È proprio questa nuova forma di energia, che può essere chiamata energia della cultura umana o energia biochimica culturale che, secondo Vernadskij, è legata all'attività psichica degli organismi, allo sviluppo del cervello nelle manifestazioni superiori della vita, che assume un livello tale da consentire la trasformazione della biosfera in noosfera, caratterizzata dalla comparsa della ragione. La noosfera è il prodotto di uno sviluppo durato, presumibilmente, centinaia di migliaia di anni, ma ha potuto rivelarsi come forza geologica soltanto a partire dal momento in cui Homo sapiens ha cominciato a incidere con il suo lavoro culturale sulla biosfera. La noosfera è quindi l'ultimo dei molti stadi di evoluzione della biosfera nella storia geologica ed è quello in cui ci troviamo attualmente. Deve essere concepita come il risultato e lo sbocco di un processo di cefalizzazione dell'universo, cioè di quel processo di progressivo perfezionamento del sistema nervoso centrale, del cervello, in conseguenza del quale Homo sapiens si rivela soltanto un anello di passaggio nella lunga catena degli esseri che hanno sicuramente un passato, ma anche un futuro.
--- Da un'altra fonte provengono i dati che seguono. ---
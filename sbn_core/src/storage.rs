//! On-disc snapshots of a network, tables and evidence included.
use std::fs::File;
use std::io::{self, BufReader, BufWriter, Write};
use std::path::Path;

use crate::Net;

impl Net {
    /// Writes a snapshot of this network to `path`, overwriting any previous file.
    pub fn save_to_disc(&self, path: &Path) -> io::Result<()> {
        let mut writer = BufWriter::new(File::create(path)?);
        bincode::serialize_into(&mut writer, self)
            .map_err(|err| io::Error::new(io::ErrorKind::InvalidInput, err))?;
        writer.flush()?;
        log::debug!("saved network `{}` to {}", self.name(), path.display());
        Ok(())
    }

    /// Restores a network previously saved with `save_to_disc`.
    pub fn load_from_disc(path: &Path) -> io::Result<Net> {
        let reader = BufReader::new(File::open(path)?);
        let net: Net = bincode::deserialize_from(reader)
            .map_err(|err| io::Error::new(io::ErrorKind::InvalidData, err))?;
        net.validate()
            .map_err(|err| io::Error::new(io::ErrorKind::InvalidData, err))?;
        log::debug!("loaded network `{}` from {}", net.name(), path.display());
        Ok(net)
    }
}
Vernadskij quindi propone un approccio olistico basato sulla teoria dei sistemi che pone un delicato problema teorico riguardante i possibili rischi di una sovrapposizione con relativa interferenza determinata dalla promiscuità parziale o totale dei relativi processi. È a questo punto che interviene, nella sua prospettiva il concetto di confine con la sua duplice funzione, di contenimento e di principio. Nessun sistema vivente potrebbe esistere se non fosse provvisto di questo meccanismo cuscinetto tra se stesso e l'ambiente da cui consegue la possibilità di avanzare l'idea che ciò che chiamiamo vita sia situato nella linea di confine tra sistemi viventi e ambiente, anzi coincida con questa stessa linea di confine. I costrutti di confine, di filtro, di traduzione, di dipendenza funzionale, evidenziano quanta attenzione Vernadskij abbia posto al rapporto tra sistema vivente e contesto nel quale quel sistema è inserito.
Il monito di particolare attualità e importanza che si ricava dalla profondità anticipatrice degli studi di Vernadskij può essere così sintetizzato: la noosfera è un nuovo fenomeno geologico del nostro pianeta. In essa l'uomo è divenuto per la prima volta la più importante forza geologica. Egli può e deve ricostruire con il proprio lavoro e il proprio pensiero l'ambiente in cui vive, ristrutturarlo e riedificarlo in modo radicalmente diverso rispetto a ciò che era prima. Nella storia geologica dell'umanità di fronte all'uomo si schiude un futuro immenso, se soltanto egli lo comprenderà e non utilizzerà la propria ragione e il proprio lavoro a fini autodistruttivi.